Modeling the dispersal of polar cod (Boreogadus saida) and saffron cod (Eleginus gracilis) early life stages in the Pacific Arctic using a biophysical transport model

Abstract

Polar cod (Boreogadus saida) and saffron cod (Eleginus gracilis) are the most abundant and ecologically important forage fishes in the Pacific Arctic marine ecosystem, yet little is known about their spawning locations or the habitats occupied by their early life stages (ELS). We developed a biophysical transport model coupled to a Pan-Arctic hydrodynamic ocean circulation model to identify potential spawning locations and examine connectivity between the northern Bering, Chukchi, and Beaufort seas. We simulated the growth and transport of newly hatched polar cod and saffron cod larvae until the early juvenile stage (to 45 mm in length) using circulation model hindcasts from 2004 to 2015. Analyses identified species-specific differences in dispersal trajectories, despite similar hatch times and locations. Strong interannual variability in growth and dispersal was linked to several global-scale climate indices, suggesting that larval growth and transport may be sensitive to environmental perturbations. Results show that polar cod spawned in the northern Chukchi Sea may be an important source of larvae for the Beaufort Sea and Arctic Basin, while observed larval aggregations in the Chukchi Sea likely originated in the northern Bering and southern Chukchi seas.
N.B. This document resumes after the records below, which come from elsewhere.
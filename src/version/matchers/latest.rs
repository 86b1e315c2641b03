//! Latest revision matcher
//!
//! `latest.<status>` accepts any revision whose descriptor status is at least
//! as mature as `<status>` (integration < milestone < release). The newest
//! accepted revision is chosen by the caller.

use crate::module::ModuleDescriptor;
use crate::version::matcher::VersionMatcher;

const LATEST_PREFIX: &str = "latest.";

/// Known statuses, least mature first
pub const STATUSES: &[&str] = &["integration", "milestone", "release"];

pub struct LatestVersionMatcher;

fn status_rank(status: &str) -> Option<usize> {
    STATUSES.iter().position(|s| *s == status)
}

impl VersionMatcher for LatestVersionMatcher {
    fn name(&self) -> &'static str {
        "latest"
    }

    fn is_dynamic(&self, revision: &str) -> bool {
        revision.starts_with(LATEST_PREFIX)
    }

    fn accept(&self, constraint: &str, _candidate: &str) -> bool {
        self.is_dynamic(constraint)
    }

    fn needs_descriptor(&self, constraint: &str) -> bool {
        // Every status satisfies the least mature one
        constraint
            .strip_prefix(LATEST_PREFIX)
            .is_some_and(|status| status_rank(status) != Some(0))
    }

    fn accept_descriptor(&self, constraint: &str, descriptor: &ModuleDescriptor) -> bool {
        let Some(requested) = constraint.strip_prefix(LATEST_PREFIX) else {
            return false;
        };
        match (status_rank(requested), status_rank(&descriptor.status)) {
            (Some(wanted), Some(actual)) => actual >= wanted,
            // Unknown statuses only match themselves
            _ => requested == descriptor.status,
        }
    }
}

#[cfg(test)]
mod tests {
    use super::*;
    use crate::module::{ModuleId, ModuleRevisionId};
    use chrono::Utc;
    use rstest::rstest;

    fn descriptor(status: &str) -> ModuleDescriptor {
        let mut md = ModuleDescriptor::new(
            ModuleRevisionId::new(ModuleId::new("org", "module"), "1.0"),
            Utc::now(),
        );
        md.status = status.to_string();
        md
    }

    #[rstest]
    #[case("latest.integration", true)]
    #[case("latest.release", true)]
    #[case("1.0", false)]
    #[case("latest", false)]
    fn is_dynamic_returns_expected(#[case] revision: &str, #[case] expected: bool) {
        assert_eq!(LatestVersionMatcher.is_dynamic(revision), expected);
    }

    #[rstest]
    #[case("latest.integration", false)]
    #[case("latest.milestone", true)]
    #[case("latest.release", true)]
    fn needs_descriptor_except_for_integration(#[case] constraint: &str, #[case] expected: bool) {
        assert_eq!(LatestVersionMatcher.needs_descriptor(constraint), expected);
    }

    #[rstest]
    #[case("latest.integration", "integration", true)]
    #[case("latest.integration", "release", true)]
    #[case("latest.milestone", "integration", false)]
    #[case("latest.milestone", "release", true)]
    #[case("latest.release", "milestone", false)]
    #[case("latest.nightly", "nightly", true)]
    #[case("latest.nightly", "release", false)]
    fn accept_descriptor_compares_status(
        #[case] constraint: &str,
        #[case] status: &str,
        #[case] expected: bool,
    ) {
        assert_eq!(
            LatestVersionMatcher.accept_descriptor(constraint, &descriptor(status)),
            expected
        );
    }
}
This study provides new information about potential spawning times and locations for polar cod and saffron cod in the Pacific Arctic and helps to identify important ELS habitat. This knowledge can help improve the management of these species and, by examining how larval connectivity changes in response to changing environmental conditions, improve our ability to anticipate how these species may respond in a rapidly changing Arctic.